MAYOR Michael Neoh has revived community hopes of progress on long-awaited Warrnambool projects for a safer boating harbour, revitalised city centre, airport upgrade and saleyards relocation.
In his re-election speech he rallied his team and made it clear he wanted to focus on seeing more of the city council’s plan fulfilled.
It’s big-picture policy contains four key objectives for the next four years — to become a leading regional city, sustainable city, growth city and liveable city.
But it lacks finer details on timelines for specific projects to fulfil those goals.
This has sometimes frustrated sections of the community who have campaigned long and hard on issues without seeing much fruit for their efforts.
Cr Neoh conceded that council decisions were often complex, difficult to make and unpopular with some.
“That’s the reason we have engaged and then developed our vision and four-year plan for the city,” he said.
“While we shouldn’t act with haste, we need to be decisive and not linger and ponder. My confidence in our council plan is unwavering and I ask all councillors and council officers to become acutely familiar with the plan, talk it up and live it.
“The vision is clear. Our plan is documented and our future is positive.”
Cr Neoh said that in recent years the council had to catch up in its strategic planning for future growth and was now in a position to maximise potential.
He said government investment was vital for key projects including the CBD, harbour, airport and community hubs.

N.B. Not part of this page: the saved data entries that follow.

//! End-to-end tests for matrix algebra
//!
//! Every bulk operation is exercised under both execution strategies and
//! checked against a brute-force dense computation, so serial/parallel
//! divergence or a broken merge-join shows up as a value mismatch.

use keymat::{
    ExecMode, KeyMatrix, MatrixError, Orientation, SparseAccess, SparseVector, StoreTag,
};
use rand::rngs::StdRng;
use rand::{Rng, SeedableRng};

const MODES: [ExecMode; 2] = [ExecMode::Serial, ExecMode::Parallel];

fn dense(matrix: &KeyMatrix) -> Vec<Vec<Option<f32>>> {
    (0..matrix.row_size())
        .map(|row| {
            (0..matrix.column_size())
                .map(|column| matrix.try_get(row, column))
                .collect()
        })
        .collect()
}

fn random_matrix(
    rng: &mut StdRng,
    orientation: Orientation,
    rows: u32,
    columns: u32,
    density: f64,
) -> KeyMatrix {
    let mut matrix = KeyMatrix::new(orientation, rows, columns).unwrap();
    for row in 0..rows {
        for column in 0..columns {
            if rng.gen_bool(density) {
                // small integers keep f32 arithmetic exact
                let value = rng.gen_range(1..10) as f32;
                matrix.set_value(row, column, value).unwrap();
            }
        }
    }
    matrix
}

#[test]
fn add_matches_brute_force_in_both_modes() {
    let mut rng = StdRng::seed_from_u64(11);
    let base = random_matrix(&mut rng, Orientation::RowMajor, 30, 40, 0.15);
    let operand = random_matrix(&mut rng, Orientation::RowMajor, 30, 40, 0.15);

    for mode in MODES {
        let mut target = base.clone_for_test();
        target.add_matrix(&operand, false, mode).unwrap();

        for row in 0..30 {
            for column in 0..40 {
                let expected = base.try_get(row, column).map(|value| {
                    value + operand.try_get(row, column).unwrap_or(0.0)
                });
                assert_eq!(target.try_get(row, column), expected, "at ({row}, {column})");
            }
        }
    }
}

#[test]
fn subtract_and_multiply_and_divide_modes_agree() {
    let mut rng = StdRng::seed_from_u64(23);
    let base = random_matrix(&mut rng, Orientation::RowMajor, 20, 20, 0.3);
    let operand = random_matrix(&mut rng, Orientation::RowMajor, 20, 20, 0.3);

    type Op = fn(&mut KeyMatrix, &KeyMatrix, bool, ExecMode) -> keymat::Result<()>;
    let operations: [Op; 3] = [
        KeyMatrix::subtract_matrix,
        KeyMatrix::multiply_matrix,
        KeyMatrix::divide_matrix,
    ];
    for operation in operations {
        let mut serial = base.clone_for_test();
        let mut parallel = base.clone_for_test();
        operation(&mut serial, &operand, false, ExecMode::Serial).unwrap();
        operation(&mut parallel, &operand, false, ExecMode::Parallel).unwrap();
        assert_eq!(dense(&serial), dense(&parallel));
        // the operation is sparse-preserving
        assert_eq!(serial.element_size(), base.element_size());
    }
}

#[test]
fn transposed_add_reads_operand_columns() {
    // self is 2x3 row-major; the transposed operand is 3x2 column-major,
    // so self[r][c] += operand[c][r]
    let mut target = KeyMatrix::from_cells(
        Orientation::RowMajor,
        2,
        3,
        [(0, 0, 1.0), (0, 2, 2.0), (1, 1, 3.0)],
    )
    .unwrap();
    let operand = KeyMatrix::from_cells(
        Orientation::ColumnMajor,
        3,
        2,
        [(0, 0, 10.0), (1, 1, 20.0), (2, 0, 30.0)],
    )
    .unwrap();

    target.add_matrix(&operand, true, ExecMode::Serial).unwrap();
    assert_eq!(target.get_value(0, 0), Ok(11.0));
    assert_eq!(target.get_value(0, 2), Ok(32.0));
    assert_eq!(target.get_value(1, 1), Ok(23.0));
}

#[test]
fn element_wise_operand_shape_is_validated() {
    let mut target = KeyMatrix::new(Orientation::RowMajor, 3, 3).unwrap();
    let wrong_orientation = KeyMatrix::new(Orientation::ColumnMajor, 3, 3).unwrap();
    let wrong_shape = KeyMatrix::new(Orientation::RowMajor, 2, 3).unwrap();

    assert_eq!(
        target.add_matrix(&wrong_orientation, false, ExecMode::Serial),
        Err(MatrixError::OrientationMismatch)
    );
    assert_eq!(
        target.add_matrix(&wrong_shape, false, ExecMode::Serial),
        Err(MatrixError::DimensionMismatch)
    );
}

#[test]
fn dot_product_matches_hand_computation() {
    // left = [[1,2,3],[4,5,6]], right columns = [7,8,9] and [10,11,12]
    let left = KeyMatrix::from_cells(
        Orientation::RowMajor,
        2,
        3,
        [
            (0, 0, 1.0),
            (0, 1, 2.0),
            (0, 2, 3.0),
            (1, 0, 4.0),
            (1, 1, 5.0),
            (1, 2, 6.0),
        ],
    )
    .unwrap();
    let right = KeyMatrix::from_cells(
        Orientation::ColumnMajor,
        3,
        2,
        [
            (0, 0, 7.0),
            (1, 0, 8.0),
            (2, 0, 9.0),
            (0, 1, 10.0),
            (1, 1, 11.0),
            (2, 1, 12.0),
        ],
    )
    .unwrap();

    for mode in MODES {
        // only stored cells receive products
        let mut target = KeyMatrix::from_cells(
            Orientation::RowMajor,
            2,
            2,
            [(0, 0, 0.0), (0, 1, 0.0), (1, 0, 0.0), (1, 1, 0.0)],
        )
        .unwrap();
        target.dot_product(&left, false, &right, false, mode).unwrap();
        assert_eq!(target.get_value(0, 0), Ok(50.0));
        assert_eq!(target.get_value(0, 1), Ok(68.0));
        assert_eq!(target.get_value(1, 0), Ok(122.0));
        assert_eq!(target.get_value(1, 1), Ok(167.0));

        target.accumulate_product(&left, false, &right, false, mode).unwrap();
        assert_eq!(target.get_value(0, 0), Ok(100.0));
        assert_eq!(target.get_value(1, 1), Ok(334.0));
    }
}

#[test]
fn transposed_operands_reach_the_same_product() {
    // left^T stored column-major makes lane r of the operand equal row r of left
    let left_t = KeyMatrix::from_cells(
        Orientation::ColumnMajor,
        3,
        2,
        [
            (0, 0, 1.0),
            (1, 0, 2.0),
            (2, 0, 3.0),
            (0, 1, 4.0),
            (1, 1, 5.0),
            (2, 1, 6.0),
        ],
    )
    .unwrap();
    let right = KeyMatrix::from_cells(
        Orientation::ColumnMajor,
        3,
        2,
        [
            (0, 0, 7.0),
            (1, 0, 8.0),
            (2, 0, 9.0),
            (0, 1, 10.0),
            (1, 1, 11.0),
            (2, 1, 12.0),
        ],
    )
    .unwrap();

    let mut target =
        KeyMatrix::from_cells(Orientation::RowMajor, 2, 2, [(0, 1, 0.0), (1, 0, 0.0)]).unwrap();
    target
        .dot_product(&left_t, true, &right, false, ExecMode::Serial)
        .unwrap();
    assert_eq!(target.get_value(0, 1), Ok(68.0));
    assert_eq!(target.get_value(1, 0), Ok(122.0));
}

#[test]
fn dot_product_validates_operand_orientation_and_reach() {
    let mut target = KeyMatrix::new(Orientation::RowMajor, 2, 2).unwrap();
    let row_major = KeyMatrix::new(Orientation::RowMajor, 2, 3).unwrap();
    let column_major = KeyMatrix::new(Orientation::ColumnMajor, 3, 2).unwrap();

    assert_eq!(
        target.dot_product(&column_major, false, &column_major, false, ExecMode::Serial),
        Err(MatrixError::OrientationMismatch)
    );
    assert_eq!(
        target.dot_product(&row_major, false, &row_major, false, ExecMode::Serial),
        Err(MatrixError::OrientationMismatch)
    );

    // too few lanes to serve every target row
    let short = KeyMatrix::new(Orientation::RowMajor, 1, 3).unwrap();
    assert_eq!(
        target.dot_product(&short, false, &column_major, false, ExecMode::Serial),
        Err(MatrixError::DimensionMismatch)
    );
}

#[test]
fn random_products_match_brute_force() {
    let mut rng = StdRng::seed_from_u64(37);
    let left = random_matrix(&mut rng, Orientation::RowMajor, 4, 6, 0.5);
    let right = random_matrix(&mut rng, Orientation::ColumnMajor, 6, 5, 0.5);
    let base = random_matrix(&mut rng, Orientation::RowMajor, 4, 5, 0.6);

    for mode in MODES {
        let mut target = base.clone_for_test();
        target.dot_product(&left, false, &right, false, mode).unwrap();

        for row in 0..4 {
            for column in 0..5 {
                let expected = base.try_get(row, column).map(|_| {
                    (0..6)
                        .map(|k| {
                            left.try_get(row, k).unwrap_or(0.0)
                                * right.try_get(k, column).unwrap_or(0.0)
                        })
                        .sum::<f32>()
                });
                assert_eq!(target.try_get(row, column), expected, "at ({row}, {column})");
            }
        }
    }
}

#[test]
fn rank_one_update_touches_only_intersected_cells() {
    for mode in MODES {
        let mut matrix = KeyMatrix::from_cells(
            Orientation::RowMajor,
            2,
            3,
            [
                (0, 0, 1.0),
                (0, 1, 1.0),
                (0, 2, 1.0),
                (1, 0, 1.0),
                (1, 1, 1.0),
            ],
        )
        .unwrap();
        let row_vector = SparseVector::from_entries(2, [(0, 2.0)]).unwrap();
        let column_vector = SparseVector::from_entries(3, [(1, 5.0), (2, 7.0)]).unwrap();

        matrix
            .dot_product_vectors(&row_vector, &column_vector, mode)
            .unwrap();
        assert_eq!(matrix.get_value(0, 1), Ok(10.0));
        assert_eq!(matrix.get_value(0, 2), Ok(14.0));
        // outside the vectors' support nothing moves
        assert_eq!(matrix.get_value(0, 0), Ok(1.0));
        assert_eq!(matrix.get_value(1, 1), Ok(1.0));

        matrix
            .accumulate_product_vectors(&row_vector, &column_vector, mode)
            .unwrap();
        assert_eq!(matrix.get_value(0, 1), Ok(20.0));
        assert_eq!(matrix.get_value(0, 2), Ok(28.0));
    }
}

#[test]
fn rank_one_on_column_major_drives_by_column() {
    for mode in MODES {
        let mut matrix = KeyMatrix::from_cells(
            Orientation::ColumnMajor,
            3,
            2,
            [(0, 0, 1.0), (2, 0, 1.0), (1, 1, 1.0)],
        )
        .unwrap();
        let row_vector = SparseVector::from_entries(3, [(0, 4.0), (1, 6.0)]).unwrap();
        let column_vector = SparseVector::from_entries(2, [(1, 3.0)]).unwrap();

        matrix
            .dot_product_vectors(&row_vector, &column_vector, mode)
            .unwrap();
        assert_eq!(matrix.get_value(1, 1), Ok(18.0));
        assert_eq!(matrix.get_value(0, 0), Ok(1.0));
        assert_eq!(matrix.get_value(2, 0), Ok(1.0));
    }
}

#[test]
fn rank_one_validates_vector_lengths() {
    let mut matrix = KeyMatrix::new(Orientation::RowMajor, 2, 3).unwrap();
    let short_row = SparseVector::new(1);
    let column = SparseVector::new(3);
    assert_eq!(
        matrix.dot_product_vectors(&short_row, &column, ExecMode::Serial),
        Err(MatrixError::DimensionMismatch)
    );
    let row = SparseVector::new(2);
    let long_column = SparseVector::new(4);
    assert_eq!(
        matrix.accumulate_product_vectors(&row, &long_column, ExecMode::Serial),
        Err(MatrixError::DimensionMismatch)
    );
}

#[test]
fn merge_join_matches_nested_loop_reference() {
    let mut rng = StdRng::seed_from_u64(71);
    for density in [0.001, 0.05, 0.5] {
        for _ in 0..5 {
            let length = rng.gen_range(1..=1000u32);
            let sample = |rng: &mut StdRng| {
                (0..length)
                    .filter_map(|index| {
                        if rng.gen_bool(density) {
                            Some((index, rng.gen_range(1..100) as f32))
                        } else {
                            None
                        }
                    })
                    .collect::<Vec<_>>()
            };
            let left = sample(&mut rng);
            let right = sample(&mut rng);

            let mut joined = Vec::new();
            keymat::merge::intersect(
                left.iter().copied(),
                right.iter().copied(),
                |index, lv, rv| joined.push((index, lv, rv)),
            );

            let mut reference = Vec::new();
            for &(li, lv) in &left {
                for &(ri, rv) in &right {
                    if li == ri {
                        reference.push((li, lv, rv));
                    }
                }
            }
            assert_eq!(joined, reference, "length {length} density {density}");
        }
    }
}

#[test]
fn paired_backend_behaves_like_btree() {
    let mut rng = StdRng::seed_from_u64(53);
    let mut btree = KeyMatrix::new(Orientation::RowMajor, 10, 10).unwrap();
    let mut paired =
        KeyMatrix::with_tag(Orientation::RowMajor, 10, 10, StoreTag::Paired).unwrap();

    for _ in 0..200 {
        let row = rng.gen_range(0..10);
        let column = rng.gen_range(0..10);
        if rng.gen_bool(0.25) {
            btree.remove(row, column).unwrap();
            paired.remove(row, column).unwrap();
        } else {
            let value = rng.gen_range(1..100) as f32;
            btree.set_value(row, column, value).unwrap();
            paired.set_value(row, column, value).unwrap();
        }
    }

    assert_eq!(btree.element_size(), paired.element_size());
    assert_eq!(dense(&btree), dense(&paired));
    assert_eq!(btree, paired);
}

// KeyMatrix deliberately has no Clone (monitors are identity-bound), so
// tests duplicate content through the persistence path.
trait CloneForTest {
    fn clone_for_test(&self) -> KeyMatrix;
}

impl CloneForTest for KeyMatrix {
    fn clone_for_test(&self) -> KeyMatrix {
        let layout = self.layout();
        let mut copy = KeyMatrix::with_tag(
            layout.orientation(),
            layout.row_size(),
            layout.column_size(),
            self.store_tag(),
        )
        .unwrap();
        copy.rehydrate(self.flatten()).unwrap();
        copy
    }
}
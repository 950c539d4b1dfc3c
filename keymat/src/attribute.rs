//! Continuous attribute metadata
//!
//! Tracks the observed range of a continuous feature while instances are
//! ingested. Observation is thread-safe; readers see the extrema of every
//! observation that completed before the read.

use std::sync::Mutex;

/// Named min/max accumulator for a continuous attribute
#[derive(Debug)]
pub struct RangeAttribute {
    name: String,
    bounds: Mutex<Bounds>,
}

#[derive(Debug, Clone, Copy)]
struct Bounds {
    minimum: f32,
    maximum: f32,
}

impl RangeAttribute {
    /// New accumulator with an empty observed range
    pub fn new(name: impl Into<String>) -> Self {
        Self {
            name: name.into(),
            bounds: Mutex::new(Bounds {
                minimum: f32::INFINITY,
                maximum: f32::NEG_INFINITY,
            }),
        }
    }

    /// Attribute name
    pub fn name(&self) -> &str {
        &self.name
    }

    /// Fold one observation into the running extrema, returning the value
    pub fn observe(&self, value: f32) -> f32 {
        let mut bounds = self.bounds.lock().expect("attribute bounds poisoned");
        if value > bounds.maximum {
            bounds.maximum = value;
        }
        if value < bounds.minimum {
            bounds.minimum = value;
        }
        value
    }

    /// Largest observed value, `-inf` before any observation
    pub fn maximum(&self) -> f32 {
        self.bounds.lock().expect("attribute bounds poisoned").maximum
    }

    /// Smallest observed value, `+inf` before any observation
    pub fn minimum(&self) -> f32 {
        self.bounds.lock().expect("attribute bounds poisoned").minimum
    }
}
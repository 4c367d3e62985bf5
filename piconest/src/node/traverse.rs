// SPDX-License-Identifier: Apache-2.0

use alloc::vec::Vec;

use super::Node;
use crate::shared::Span;

/// Pre-order traversal of a subtree, starting with its root.
///
/// Uses an explicit stack, so depth is bounded by memory only.
#[derive(Debug, Clone)]
pub struct Descendants<'a> {
    start: Option<&'a Node>,
    stack: Vec<core::slice::Iter<'a, Node>>,
}

impl<'a> Descendants<'a> {
    pub(super) fn new(node: &'a Node) -> Self {
        Descendants {
            start: Some(node),
            stack: Vec::new(),
        }
    }
}

impl<'a> Iterator for Descendants<'a> {
    type Item = &'a Node;

    fn next(&mut self) -> Option<&'a Node> {
        if let Some(node) = self.start.take() {
            self.stack.push(node.children.iter());
            return Some(node);
        }
        loop {
            let level = self.stack.last_mut()?;
            match level.next() {
                Some(node) => {
                    self.stack.push(node.children.iter());
                    return Some(node);
                }
                None => {
                    self.stack.pop();
                }
            }
        }
    }
}

/// Subtree nodes matching a predicate, in pre-order
#[derive(Debug, Clone)]
pub struct Find<'a, P> {
    descendants: Descendants<'a>,
    predicate: P,
}

impl<'a, P> Find<'a, P> {
    pub(super) fn new(descendants: Descendants<'a>, predicate: P) -> Self {
        Find {
            descendants,
            predicate,
        }
    }
}

impl<'a, P> Iterator for Find<'a, P>
where
    P: FnMut(&Node) -> bool,
{
    type Item = &'a Node;

    fn next(&mut self) -> Option<&'a Node> {
        let predicate = &mut self.predicate;
        self.descendants.find(|&node| predicate(node))
    }
}

/// A piece of a node's inner text
#[derive(Debug, Clone, Copy, PartialEq, Eq)]
pub enum Segment<'a> {
    /// Literal text between children (may contain ignore spans).
    Text(Span),
    /// A child region.
    Node(&'a Node),
}

/// Literal gaps and children of a node in document order.
///
/// Empty gaps are skipped.
#[derive(Debug, Clone)]
pub struct Segments<'a> {
    children: core::slice::Iter<'a, Node>,
    next_child: Option<&'a Node>,
    cursor: usize,
    end: usize,
}

impl<'a> Segments<'a> {
    pub(super) fn new(node: &'a Node) -> Self {
        let mut children = node.children.iter();
        Segments {
            next_child: children.next(),
            children,
            cursor: node.inner.start,
            end: node.inner.end,
        }
    }
}

impl<'a> Iterator for Segments<'a> {
    type Item = Segment<'a>;

    fn next(&mut self) -> Option<Segment<'a>> {
        match self.next_child {
            Some(child) if self.cursor < child.span.start => {
                let gap = Span::new(self.cursor, child.span.start);
                self.cursor = child.span.start;
                Some(Segment::Text(gap))
            }
            Some(child) => {
                self.cursor = child.span.end;
                self.next_child = self.children.next();
                Some(Segment::Node(child))
            }
            None if self.cursor < self.end => {
                let gap = Span::new(self.cursor, self.end);
                self.cursor = self.end;
                Some(Segment::Text(gap))
            }
            None => None,
        }
    }
}

#[cfg(test)]
mod tests {
    use super::*;
    use crate::node::NodeKind;
    use crate::token::PairId;

    // (a(b)) built by hand: root 0..6, outer 0..6, inner 2..5
    fn tree() -> Node {
        let mut inner = Node::new(NodeKind::Region(PairId(0)), Span::new(2, 3), Span::new(3, 3));
        inner.push_content("b");
        inner.close(Span::new(4, 5));

        let mut outer = Node::new(NodeKind::Region(PairId(0)), Span::new(0, 1), Span::new(1, 1));
        outer.push_content("a");
        outer.push_child(inner);
        outer.close(Span::new(5, 6));

        let mut root = Node::new(NodeKind::Root, Span::new(0, 6), Span::new(0, 6));
        root.push_child(outer);
        root
    }

    #[test]
    fn test_descendants_clone_is_independent() {
        let root = tree();
        let mut first = root.descendants();
        first.next();
        let second = first.clone();
        assert_eq!(first.count(), 2);
        assert_eq!(second.count(), 2);
    }

    #[test]
    fn test_segments_of_hand_built_tree() {
        let root = tree();
        let segments: Vec<_> = root[0].segments().collect();
        assert_eq!(
            segments,
            [Segment::Text(Span::new(1, 2)), Segment::Node(&root[0][0])]
        );
        assert_eq!(
            root.segments().collect::<Vec<_>>(),
            [Segment::Node(&root[0])]
        );
    }

    #[test]
    fn test_find_stops_at_end() {
        let root = tree();
        let mut found = root.find(|n| n.content() == "b");
        assert_eq!(found.next().map(Node::span), Some(Span::new(2, 5)));
        assert_eq!(found.next(), None);
        assert_eq!(found.next(), None);
    }
}
// SPDX-License-Identifier: Apache-2.0

use alloc::string::String;

use crate::scanner;
use crate::shared::UnexpectedState;
use crate::token::{IgnoreId, PairId};

/// Errors that can occur during parsing.
///
/// Every error is final: no partial tree is returned alongside it.
#[derive(Debug, Clone, PartialEq, Eq)]
pub enum ParseError {
    /// A closing delimiter whose pair is not the innermost open region.
    UnmatchedClose {
        offset: usize,
        pair: PairId,
        token: String,
    },
    /// Input ended with this region still open (the outermost one is reported).
    UnterminatedOpen { offset: usize, pair: PairId },
    /// Input ended inside an ignore span started at `offset`.
    UnterminatedIgnore { offset: usize, ignore: IgnoreId },
    /// Opening one more region would exceed the registry's depth limit.
    MaxDepthReached {
        offset: usize,
        pair: PairId,
        limit: usize,
    },
    /// The parser entered an unexpected internal state.
    Unexpected(UnexpectedState),
}

impl ParseError {
    /// Byte offset the error points at, if any.
    pub fn offset(&self) -> Option<usize> {
        match self {
            ParseError::UnmatchedClose { offset, .. }
            | ParseError::UnterminatedOpen { offset, .. }
            | ParseError::UnterminatedIgnore { offset, .. }
            | ParseError::MaxDepthReached { offset, .. } => Some(*offset),
            ParseError::Unexpected(_) => None,
        }
    }
}

impl From<scanner::Error> for ParseError {
    fn from(err: scanner::Error) -> Self {
        let offset = err.position();
        match err.kind() {
            scanner::ErrKind::UnmatchedClose(pair) => ParseError::UnmatchedClose {
                offset,
                pair,
                token: err.token().into(),
            },
            scanner::ErrKind::UnterminatedOpen(pair) => {
                ParseError::UnterminatedOpen { offset, pair }
            }
            scanner::ErrKind::UnterminatedIgnore(ignore) => {
                ParseError::UnterminatedIgnore { offset, ignore }
            }
            scanner::ErrKind::MaxDepthReached { pair, limit } => ParseError::MaxDepthReached {
                offset,
                pair,
                limit,
            },
        }
    }
}

impl From<UnexpectedState> for ParseError {
    fn from(info: UnexpectedState) -> Self {
        ParseError::Unexpected(info)
    }
}

impl core::fmt::Display for ParseError {
    fn fmt(&self, f: &mut core::fmt::Formatter<'_>) -> core::fmt::Result {
        match self {
            ParseError::UnmatchedClose { offset, token, .. } => write!(
                f,
                "{token:?} at offset {offset} closes a region that is not open"
            ),
            ParseError::UnterminatedOpen { offset, pair } => write!(
                f,
                "region of pair #{} opened at offset {offset} is never closed",
                pair.index()
            ),
            ParseError::UnterminatedIgnore { offset, ignore } => write!(
                f,
                "ignore span of pair #{} started at offset {offset} is never closed",
                ignore.index()
            ),
            ParseError::MaxDepthReached { offset, limit, .. } => {
                write!(f, "nesting deeper than {limit} at offset {offset}")
            }
            ParseError::Unexpected(state) => write!(f, "unexpected parser state: {state}"),
        }
    }
}

impl core::error::Error for ParseError {}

“I am determined to lead an aggressive push for these initiatives in the lead-up to the state election,” Cr Neoh said.
He also listed an improved library, enhancement of education attainment levels, pushing for a south-west food plan, better rail connections, relocating the saleyards and improving Flagstaff Hill Maritime Village as key goals. “A mid-morning and mid-afternoon return passenger (rail) service should be standard, not an option,” he said.
“These are the ingredients for a perfect storm, a state election and the minister for transport in our region — we now need to add heat.
“Relocation of the livestock exchange through private investment will allow us to secure and shape the region’s future, rather than just mark time.
“A ‘don’t take no for an answer’ effort to secure freehold ownership of Flagstaff Hill is needed. It must happen to allow security and certainty for private and entrepreneurial tourism investment.”
Councils around the state are required to set four-year plans soon after local government elections as a blueprint on what they hope to achieve.
Warrnambool City Council’s communications manager Nick Higgins said all projects had to line up with the plan objectives.
“Some are big-picture issues, others are specific,” Mr Higgins said.
“The plan comes first then the projects roll-out follows, but implementation depends on approvals and funding, which usually takes some time.”
Council has rolled over some objectives from its previous four-year plan.